白線の教師なしセマンティックセグメンテーションを頑張ってみた

セマンティックセグメンテーションは、画像系ディープラーニングの一種で、画素レベルでそれが何かを認識するタスクを行う手法です。

やっていることは割りと簡単で、画像分類のタスクでは、画素情報をクラスの次元に落とし込んでいましたが、セマンティックセグメンテーションでは、それを画素（ピクセル）単位で行うようにしているだけです。

画像分類を実装したことがある人であれば、仕組みはすぐ理解できると思います。

ただし、当然教師あり学習ですので、上記のように、ピクセルごとにそれが何かをラベル付け（アノテーション）されていないと学習できません。

例えば、公開されているデータセットではなく、社内データなどでこういった教師データを作成したい場合には、大変な作業になると思います。

そこで、完全自動化までは不可能でも、教師なし学習である程度アノテーションの補助はできるようにならないかを考えてみます。

例えば、RGB情報（色）でのクラスタリングや、学習済みモデルによる転移学習で、ある程度、画素レベルの特徴分けができるかをやってみます。

今回は、上記のようなドライブレコーダーの画像において、白線を教師なしでアノテーションできるか実装してみます。

まぁ色々と調べた結果、車には色々とセンサーが組み込まれており、白線に関してもセンサーを用いる方が確実なようですが、今回もただの興味本位ですので、ひとまず画像で頑張ってみます。

Contents

CamVid
スーパーピクセル色平均による白線認識
ResNet152
学習済みResNet特徴量による白線認識
まとめ

CamVid

ドライブレコーダーの画像が必要ですので、今回は下記のCamVidデータセットを使います。

CamVid: http://mi.eng.cam.ac.uk/research/projects/VideoRec/CamVid/

セマンティックセグメンテーション用のデータセットで、700枚程度のドライブレコーダー画像に、空、建物、木、道路、車など32クラスのアノテーションがされています。

今回は画像のみを使いますので、アノテーションデータは使いません。

試しに、一枚だけ表示させてみます。

import glob
import numpy as np
import pandas as pd
import matplotlib
import matplotlib.pylab as plt
%matplotlib inline
from PIL import Image
imgs = glob.glob('./CamVid/images/*.jpg')
img_org = imgs[0]
img_org = Image.open(img_org)
plt.imshow(img_org)
plt.show()

こういった画像の画素情報からうまく特徴を掴んで白線をアノテーションできるか頑張ってみます。

ところで、ここのデータセットはライセンス情報が見当たらないのですが、商用利用は可能なのだろうか。

ブログでやっている分には多分大丈夫だと思うんですが...。

スーパーピクセル色平均による白線認識

まずはRGB情報でクラスタリングできるか考えてみます。

ただし、ピクセル単位だと要素が細かすぎるため、スーパーピクセルを使ってみます。

スーパーピクセルは、画像のエッジ情報を考慮して、構造的に意味のある一連の領域に大まかに分割することができます。

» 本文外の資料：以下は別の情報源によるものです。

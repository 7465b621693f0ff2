//! Application configuration module
//!
//! Provides the validated configuration the session client is built from.

use std::path::PathBuf;
use std::time::Duration;

use thiserror::Error;

/// Default request timeout for backend calls
pub const DEFAULT_REQUEST_TIMEOUT_SECS: u64 = 30;

/// Retry policy applied to background side effects
#[derive(Debug, Clone, Copy, PartialEq, Eq)]
pub struct RetryPolicy {
    /// Total attempts including the first one
    pub max_attempts: u32,
    /// Delay before the second attempt
    pub base_delay: Duration,
    /// Upper bound for any single delay
    pub max_delay: Duration,
}

impl Default for RetryPolicy {
    fn default() -> Self {
        Self {
            max_attempts: 3,
            base_delay: Duration::from_millis(500),
            max_delay: Duration::from_secs(30),
        }
    }
}

impl RetryPolicy {
    /// Single attempt, no retries
    pub fn no_retry() -> Self {
        Self {
            max_attempts: 1,
            ..Self::default()
        }
    }

    /// Delay to wait after the given failed attempt (1-based)
    pub fn delay_after(&self, attempt: u32) -> Duration {
        let factor = 2u32.saturating_pow(attempt.saturating_sub(1));
        self.base_delay.saturating_mul(factor).min(self.max_delay)
    }
}

/// Application configuration
#[derive(Debug, Clone)]
pub struct AppConfig {
    /// Supabase project URL, without trailing slash
    pub supabase_url: String,
    /// Public anon key sent as `apikey`
    pub supabase_anon_key: String,
    /// Welcome email endpoint
    pub email_service_url: Option<String>,
    /// Spreadsheet sync endpoint
    pub sheets_sync_url: Option<String>,
    /// Where password reset links should land
    pub password_reset_redirect: Option<String>,
    /// Local storage database file
    pub storage_path: Option<PathBuf>,
    /// HTTP request timeout
    pub request_timeout: Duration,
    /// Side-effect retry policy
    pub retry: RetryPolicy,
}

impl AppConfig {
    /// Create a new AppConfigBuilder
    pub fn builder() -> AppConfigBuilder {
        AppConfigBuilder::default()
    }

    /// Validate the configuration
    pub fn validate(&self) -> Result<(), ConfigError> {
        validate_url(&self.supabase_url)?;
        if self.supabase_anon_key.trim().is_empty() {
            return Err(ConfigError::MissingValue("supabase_anon_key"));
        }
        for url in [&self.email_service_url, &self.sheets_sync_url]
            .into_iter()
            .flatten()
        {
            validate_url(url)?;
        }
        if self.retry.max_attempts == 0 {
            return Err(ConfigError::InvalidValue {
                field: "retry.max_attempts",
                message: "must be at least 1".to_string(),
            });
        }
        Ok(())
    }
}

fn validate_url(url: &str) -> Result<(), ConfigError> {
    if url.starts_with("http://") || url.starts_with("https://") {
        Ok(())
    } else {
        Err(ConfigError::InvalidUrl(url.to_string()))
    }
}

/// Builder for AppConfig
#[derive(Debug, Default)]
pub struct AppConfigBuilder {
    supabase_url: Option<String>,
    supabase_anon_key: Option<String>,
    email_service_url: Option<String>,
    sheets_sync_url: Option<String>,
    password_reset_redirect: Option<String>,
    storage_path: Option<PathBuf>,
    request_timeout: Option<Duration>,
    retry: Option<RetryPolicy>,
}

impl AppConfigBuilder {
    /// Set the Supabase project URL
    pub fn supabase_url(mut self, url: impl Into<String>) -> Self {
        self.supabase_url = Some(url.into());
        self
    }

    /// Set the anon key
    pub fn supabase_anon_key(mut self, key: impl Into<String>) -> Self {
        self.supabase_anon_key = Some(key.into());
        self
    }

    /// Set the welcome email endpoint
    pub fn email_service_url(mut self, url: impl Into<String>) -> Self {
        self.email_service_url = Some(url.into());
        self
    }

    /// Set the spreadsheet sync endpoint
    pub fn sheets_sync_url(mut self, url: impl Into<String>) -> Self {
        self.sheets_sync_url = Some(url.into());
        self
    }

    /// Set the password reset redirect
    pub fn password_reset_redirect(mut self, url: impl Into<String>) -> Self {
        self.password_reset_redirect = Some(url.into());
        self
    }

    /// Set the local storage file
    pub fn storage_path(mut self, path: impl Into<PathBuf>) -> Self {
        self.storage_path = Some(path.into());
        self
    }

    /// Set the HTTP request timeout
    pub fn request_timeout(mut self, timeout: Duration) -> Self {
        self.request_timeout = Some(timeout);
        self
    }

    /// Set the side-effect retry policy
    pub fn retry(mut self, policy: RetryPolicy) -> Self {
        self.retry = Some(policy);
        self
    }

    /// Build the configuration
    pub fn build(self) -> Result<AppConfig, ConfigError> {
        let config = AppConfig {
            supabase_url: self
                .supabase_url
                .ok_or(ConfigError::MissingValue("supabase_url"))?
                .trim_end_matches('/')
                .to_string(),
            supabase_anon_key: self
                .supabase_anon_key
                .ok_or(ConfigError::MissingValue("supabase_anon_key"))?,
            email_service_url: self.email_service_url,
            sheets_sync_url: self.sheets_sync_url,
            password_reset_redirect: self.password_reset_redirect,
            storage_path: self.storage_path,
            request_timeout: self
                .request_timeout
                .unwrap_or(Duration::from_secs(DEFAULT_REQUEST_TIMEOUT_SECS)),
            retry: self.retry.unwrap_or_default(),
        };
        config.validate()?;
        Ok(config)
    }
}

/// Configuration errors
#[derive(Debug, Error)]
pub enum ConfigError {
    #[error("invalid URL: {0}")]
    InvalidUrl(String),
    #[error("missing value: {0}")]
    MissingValue(&'static str),
    #[error("invalid value for {field}: {message}")]
    InvalidValue {
        field: &'static str,
        message: String,
    },
}
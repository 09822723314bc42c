//! In-memory connector.
//!
//! Serves tables held in process memory through the same connector
//! capability a real driver implements. Cursors read rows lazily, one per
//! fetch. Every connect, query and close is recorded so callers can observe
//! the resource lifecycle, and failures can be injected.

use std::collections::HashMap;
use std::sync::Arc;

use parking_lot::Mutex;

use crate::connector::{Connection, Connector, RowCursor};
use crate::errors::DriverError;
use crate::query::ScanQuery;
use crate::value::{Record, Value};

#[derive(Debug, thiserror::Error)]
pub enum MemoryError {
    #[error("Connection refused")]
    Refused,

    #[error("Table '{0}' does not exist")]
    UnknownTable(String),

    #[error("Column '{column}' does not exist in table '{table}'")]
    UnknownColumn { table: String, column: String },

    #[error("Table '{table}' has {expected} columns, row has {got}")]
    RowWidth {
        table: String,
        expected: usize,
        got: usize,
    },

    #[error("Injected failure after {0} rows")]
    Injected(usize),
}

/// Something that happened to the connector, in order.
#[derive(Debug, Clone, PartialEq, Eq)]
pub enum Event {
    Connect,
    Execute {
        limit: Option<usize>,
        offset: Option<usize>,
    },
    CursorClose,
    ConnectionClose,
}

#[derive(Debug, Clone, Copy, Default, PartialEq, Eq)]
pub struct ConnectorStats {
    pub connects: usize,
    pub queries: usize,
    pub cursor_closes: usize,
    pub connection_closes: usize,
}

#[derive(Debug)]
struct MemoryTable {
    columns: Vec<String>,
    rows: Vec<Vec<Value>>,
}

#[derive(Debug, Default)]
struct State {
    tables: HashMap<String, MemoryTable>,
    events: Vec<Event>,
    refuse_connections: bool,
    /// Fail the next fetch once this many rows have been served in total.
    fail_after_rows: Option<usize>,
    rows_served: usize,
}

#[derive(Debug, Clone, Default)]
pub struct MemoryConnector {
    state: Arc<Mutex<State>>,
}

impl MemoryConnector {
    pub fn new() -> Self {
        Self::default()
    }

    /// Add or replace a table.
    pub fn insert_table<S: AsRef<str>>(
        &self,
        name: &str,
        columns: &[S],
        rows: Vec<Vec<Value>>,
    ) -> Result<(), MemoryError> {
        let columns: Vec<String> = columns.iter().map(|c| c.as_ref().to_string()).collect();
        if let Some(row) = rows.iter().find(|r| r.len() != columns.len()) {
            return Err(MemoryError::RowWidth {
                table: name.to_string(),
                expected: columns.len(),
                got: row.len(),
            });
        }

        self.state
            .lock()
            .tables
            .insert(name.to_string(), MemoryTable { columns, rows });
        Ok(())
    }

    pub fn refuse_connections(&self, refuse: bool) {
        self.state.lock().refuse_connections = refuse;
    }

    /// Make row fetches fail once `n` rows have been served across all
    /// cursors, counting from now.
    pub fn fail_after_rows(&self, n: usize) {
        let mut state = self.state.lock();
        state.rows_served = 0;
        state.fail_after_rows = Some(n);
    }

    pub fn clear_failures(&self) {
        let mut state = self.state.lock();
        state.refuse_connections = false;
        state.fail_after_rows = None;
    }

    pub fn events(&self) -> Vec<Event> {
        self.state.lock().events.clone()
    }

    pub fn clear_events(&self) {
        self.state.lock().events.clear();
    }

    /// Offsets of every executed scan, in order. Unwindowed scans report 0.
    pub fn executed_offsets(&self) -> Vec<usize> {
        self.state
            .lock()
            .events
            .iter()
            .filter_map(|ev| match ev {
                Event::Execute { offset, .. } => Some(offset.unwrap_or(0)),
                _ => None,
            })
            .collect()
    }

    pub fn stats(&self) -> ConnectorStats {
        let state = self.state.lock();
        let mut stats = ConnectorStats::default();
        for ev in &state.events {
            match ev {
                Event::Connect => stats.connects += 1,
                Event::Execute { .. } => stats.queries += 1,
                Event::CursorClose => stats.cursor_closes += 1,
                Event::ConnectionClose => stats.connection_closes += 1,
            }
        }
        stats
    }
}

impl Connector for MemoryConnector {
    type Connection = MemoryConnection;

    fn connect(&self) -> Result<Self::Connection, DriverError> {
        let mut state = self.state.lock();
        if state.refuse_connections {
            return Err(Box::new(MemoryError::Refused));
        }
        state.events.push(Event::Connect);

        Ok(MemoryConnection {
            state: self.state.clone(),
            closed: false,
        })
    }

    fn target(&self) -> String {
        "memory".to_string()
    }
}

#[derive(Debug)]
pub struct MemoryConnection {
    state: Arc<Mutex<State>>,
    closed: bool,
}

impl Connection for MemoryConnection {
    type Cursor = MemoryCursor;

    fn execute(&mut self, query: &ScanQuery) -> Result<Self::Cursor, DriverError> {
        let mut state = self.state.lock();
        state.events.push(Event::Execute {
            limit: query.limit,
            offset: query.offset,
        });

        let table_name = query.table.name();
        let table = state
            .tables
            .get(table_name)
            .ok_or_else(|| MemoryError::UnknownTable(table_name.to_string()))?;

        let projection = query
            .columns
            .iter()
            .map(|col| {
                table
                    .columns
                    .iter()
                    .position(|c| c == col)
                    .ok_or_else(|| MemoryError::UnknownColumn {
                        table: table_name.to_string(),
                        column: col.clone(),
                    })
            })
            .collect::<Result<Vec<_>, _>>()?;

        let start = query.offset.unwrap_or(0).min(table.rows.len());
        let end = match query.limit {
            Some(limit) => start.saturating_add(limit).min(table.rows.len()),
            None => table.rows.len(),
        };

        Ok(MemoryCursor {
            state: self.state.clone(),
            table: table_name.to_string(),
            columns: query.columns.clone(),
            projection,
            next: start,
            end,
            closed: false,
        })
    }

    fn close(&mut self) {
        if !self.closed {
            self.closed = true;
            self.state.lock().events.push(Event::ConnectionClose);
        }
    }
}

#[derive(Debug)]
pub struct MemoryCursor {
    state: Arc<Mutex<State>>,
    table: String,
    columns: Vec<String>,
    projection: Vec<usize>,
    next: usize,
    end: usize,
    closed: bool,
}

impl RowCursor for MemoryCursor {
    fn next_row(&mut self) -> Option<Result<Record, DriverError>> {
        if self.closed || self.next >= self.end {
            return None;
        }

        let mut state = self.state.lock();
        if let Some(limit) = state.fail_after_rows {
            if state.rows_served >= limit {
                return Some(Err(Box::new(MemoryError::Injected(limit))));
            }
        }

        // Table may have been replaced underneath us.
        let row = state
            .tables
            .get(&self.table)
            .and_then(|t| t.rows.get(self.next))?;

        let mut record = Record::with_capacity(self.columns.len());
        for (col, &idx) in self.columns.iter().zip(&self.projection) {
            record.insert(col.clone(), row.get(idx).cloned().unwrap_or(Value::Null));
        }

        state.rows_served += 1;
        self.next += 1;

        Some(Ok(record))
    }

    fn close(&mut self) {
        if !self.closed {
            self.closed = true;
            self.state.lock().events.push(Event::CursorClose);
        }
    }
}

#[cfg(test)]
mod tests {
    use super::*;
    use crate::errors::Operation;
    use crate::query::TableRef;
    use crate::testutil::users_fixture;

    fn scan(name: &str) -> ScanQuery {
        ScanQuery::users(TableRef::try_new(Operation::StreamAll, name).unwrap())
    }

    #[test]
    fn cursor_reads_window_lazily() {
        let connector = users_fixture();
        let mut conn = connector.connect().unwrap();
        let mut cursor = conn.execute(&scan("users").window(2, 3)).unwrap();

        let first = cursor.next_row().unwrap().unwrap();
        assert_eq!(Some(&Value::Integer(4)), first.get("id"));
        let second = cursor.next_row().unwrap().unwrap();
        assert_eq!(Some(&Value::Integer(5)), second.get("id"));
        assert!(cursor.next_row().is_none());

        cursor.close();
        conn.close();
        assert_eq!(1, connector.stats().cursor_closes);
    }

    #[test]
    fn offset_past_end_is_empty() {
        let connector = users_fixture();
        let mut conn = connector.connect().unwrap();
        let mut cursor = conn.execute(&scan("users").window(2, 10)).unwrap();
        assert!(cursor.next_row().is_none());
    }

    #[test]
    fn projection_errors() {
        let connector = users_fixture();
        let mut conn = connector.connect().unwrap();

        let table = TableRef::try_new(Operation::StreamAll, "users").unwrap();
        let query = ScanQuery::with_columns(table, Operation::StreamAll, &["salary"]).unwrap();
        let err = conn.execute(&query).unwrap_err();
        assert!(err.to_string().contains("salary"), "{err}");
    }

    #[test]
    fn close_counts_once() {
        let connector = users_fixture();
        let mut conn = connector.connect().unwrap();
        conn.close();
        conn.close();

        assert_eq!(
            ConnectorStats {
                connects: 1,
                queries: 0,
                cursor_closes: 0,
                connection_closes: 1,
            },
            connector.stats()
        );
    }

    #[test]
    fn reject_ragged_rows() {
        let connector = MemoryConnector::new();
        let err = connector
            .insert_table("t", &["a", "b"], vec![vec![Value::Integer(1)]])
            .unwrap_err();
        assert!(matches!(err, MemoryError::RowWidth { .. }));
    }
}
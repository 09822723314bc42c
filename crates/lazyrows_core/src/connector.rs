//! Capabilities the core needs from a data source driver.
//!
//! The core never talks to a database directly. A driver provides a
//! [`Connector`] that opens single-use connections, and each connection runs
//! scans that hand back forward-only [`RowCursor`]s.

use crate::errors::DriverError;
use crate::query::ScanQuery;
use crate::value::Record;

pub trait Connector {
    type Connection: Connection;

    /// Open a new connection. Every streaming call opens its own.
    fn connect(&self) -> Result<Self::Connection, DriverError>;

    /// Human readable description of what this connector points at, used
    /// in error messages and logs. Must not include credentials.
    fn target(&self) -> String;
}

impl<C: Connector> Connector for &C {
    type Connection = C::Connection;

    fn connect(&self) -> Result<Self::Connection, DriverError> {
        (**self).connect()
    }

    fn target(&self) -> String {
        (**self).target()
    }
}

pub trait Connection {
    type Cursor: RowCursor;

    /// Execute a scan, returning a cursor over its rows.
    ///
    /// The cursor owns whatever server side state the query holds and stays
    /// valid until it is closed, independent of borrows on the connection.
    fn execute(&mut self, query: &ScanQuery) -> Result<Self::Cursor, DriverError>;

    /// Close the connection. Must be idempotent and must not fail; drivers
    /// log close failures instead.
    fn close(&mut self);
}

/// Forward-only, single pass sequence of rows.
pub trait RowCursor {
    /// Fetch the next row, blocking on the driver if needed. `None` once the
    /// cursor is exhausted.
    fn next_row(&mut self) -> Option<Result<Record, DriverError>>;

    /// Release the query's server side state. Permitted before exhaustion,
    /// idempotent, never fails.
    fn close(&mut self);
}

Pythonでのスーパーピクセル化は、scikit-imageを使って行うことができます。

import skimage
import skimage.segmentation

target_i = 0

fig, axs = plt.subplots(ncols=3, figsize=(15, 20))
img_org = imgs[target_i]
img_org = skimage.util.img_as_float(plt.imread(img_org))
superpixcels = skimage.segmentation.slic(img_org, 500)
axs[0].imshow(img_org)
axs[1].imshow(superpixcels)
axs[2].imshow(skimage.segmentation.mark_boundaries(img_org, superpixcels))
plt.show()

エッジ情報をどう使うかといった詳しいことは分かりませんが、白線などは確かに領域として取れていそうなので使えそうです。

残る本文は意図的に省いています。